2021 Hyundai Kona N Line Premium review (video)

The compact SUV market is so competitive nowadays that major manufacturers are all filling the market with their own luxury and sporty variants, which is exactly where today’s subject steps in. The 2021 Hyundai Kona N Line Premium is the flagship internal combustion Kona, promising the excitement of a sporty powertrain mixed with lashings of luxury inside. The big question remaining, though, is whether or not the range-topper performs well enough to justify its lofty price tag. Luckily, that’s exactly what we’ll be unpacking today.

The 2021 Kona lineup kicks off at just under $27,000 for the entry-level model, powered by a 2.0-litre, four-cylinder engine, with higher spec variants adding different styling cues and more features. The top Kona N Line Premium is priced from $42,400 (before on-road costs), making it $15,000 more expensive than the entry model, and just $5100 shy of the hardcore Kona N.

So, then, who exactly is the Kona N Line Premium designed for, and how well does it perform over and above the rest of the Kona range?

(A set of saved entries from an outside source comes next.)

impl Stack {
    pub fn new(uri: String, index: u32, sequence: u64, thread: &Ref<Thread>) -> Ref<Stack> {
        new_ref(Stack {
            uri,
            index: Signal::new(index),
            sequence,
            is_current: Signal::new(false),
            frames: Edge::new(Order::Insertion),
            thread: Rc::downgrade(thread),
        })
    }

    pub fn top_frame(stack: &Ref<Stack>) -> Option<Ref<Frame>> {
        stack.borrow().frames.snapshot().into_iter().next()
    }
}

/// A single stack frame (§3 `Frame`).
pub struct Frame {
    pub uri: String,
    pub id: i64,
    pub index: u32,
    pub function_name: Signal<String>,
    pub line: Signal<u32>,
    pub column: Signal<u32>,
    pub active: Signal<bool>,
    /// DAP `StackFrame.presentationHint` (§10.3 supplement).
    pub presentation_hint: Signal<PresentationHint>,
    pub scopes: Edge<VarScope>,
    /// Owning stack, so `@frame+N`/`@frame-N` navigation (§4.7) can walk
    /// sibling frames by index without a separate lookup table.
    pub stack: Weak<RefCell<Stack>>,
}

#[derive(Clone, Copy, PartialEq, Eq, Debug, Default)]
pub enum PresentationHint {
    #[default]
    Normal,
    Label,
    Subtle,
}

impl Frame {
    #[allow(clippy::too_many_arguments)]
    pub fn new(
        uri: String,
        id: i64,
        index: u32,
        function_name: String,
        line: u32,
        column: u32,
        stack: &Ref<Stack>,
    ) -> Ref<Frame> {
        new_ref(Frame {
            uri,
            id,
            index,
            function_name: Signal::new(function_name),
            line: Signal::new(line),
            column: Signal::new(column),
            active: Signal::new(index == 0),
            presentation_hint: Signal::new(PresentationHint::Normal),
            scopes: Edge::new(Order::Insertion),
            stack: Rc::downgrade(stack),
        })
    }
}

/// A variable scope within a frame (§3 `Scope`; named `VarScope` in this
/// crate to avoid colliding with the subscription-cleanup `Scope` of C5).
pub struct VarScope {
    pub uri: String,
    pub name: Signal<String>,
    pub presentation_hint: Signal<String>,
    pub expensive: Signal<bool>,
    pub variables_reference: i64,
    pub variables: Edge<Variable>,
}

impl VarScope {
    pub fn new(uri: String, name: String, presentation_hint: String, expensive: bool, variables_reference: i64) -> Ref<VarScope> {
        new_ref(VarScope {
            uri,
            name: Signal::new(name),
            presentation_hint: Signal::new(presentation_hint),
            expensive: Signal::new(expensive),
            variables_reference,
            variables: Edge::new(Order::Insertion),
        })
    }
}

2021 Hyundai Kona N Line Premium – THE SPECS

Engine: 1.6-litre turbo-petrol four-cylinder
Output: 146kW@6000rpm / 265Nm@1600-4500rpm
Transmission: Seven-speed dual-clutch auto
Drive type: All-wheel drive
Wheels: F: 18×7.5, 235/45
ANCAP: Five stars
Tare weight: 1474kg
Power-to-weight: 10.09:1 (kg:kW)
Official fuel economy: 6.9L/100km
Economy during test: 7.2L/100km

Fuel capacity/Type: 50L/91 RON
Power efficiency: 21.16kW:L/100km
0-60km/h: 4.40 seconds*
0-100km/h: 8.52 seconds*
60-110km/h: 5.20 seconds*
1/4 mile: 16.39 seconds at 146.3km/h*
Max acceleration: 0.832g
100-0km/h braking: 2.98 seconds at 36.92 metres*
Max deceleration: -1.247g
Decibel at idle: 35*
Peak decibel at 60-100km/h: 81*
Priced from: $42,400

* Figures as tested by PerformanceDrive on the day. Factory claims may be different

2021 Hyundai Kona N Line Premium – THE PACKAGE

We must say, the Kona N Line Premium does come jam-packed with features that toe the line between luxury and sporty, particularly for a compact SUV. It comes with a 10.25-inch digital driver’s display, head-up display, 18-inch alloys, multi-link rear suspension, as well as a range of N Line exclusive styling tweaks for the exterior, and some special touches inside the cabin.

This is in addition to a number of features you gain from lower models, like the full-size 10.25-inch infotainment system with Apple CarPlay and Android Auto, satellite navigation, a Harman/Kardon sound system, LED headlights, heated and ventilated front seats, climate control, keyless entry and start, and automatic wipers.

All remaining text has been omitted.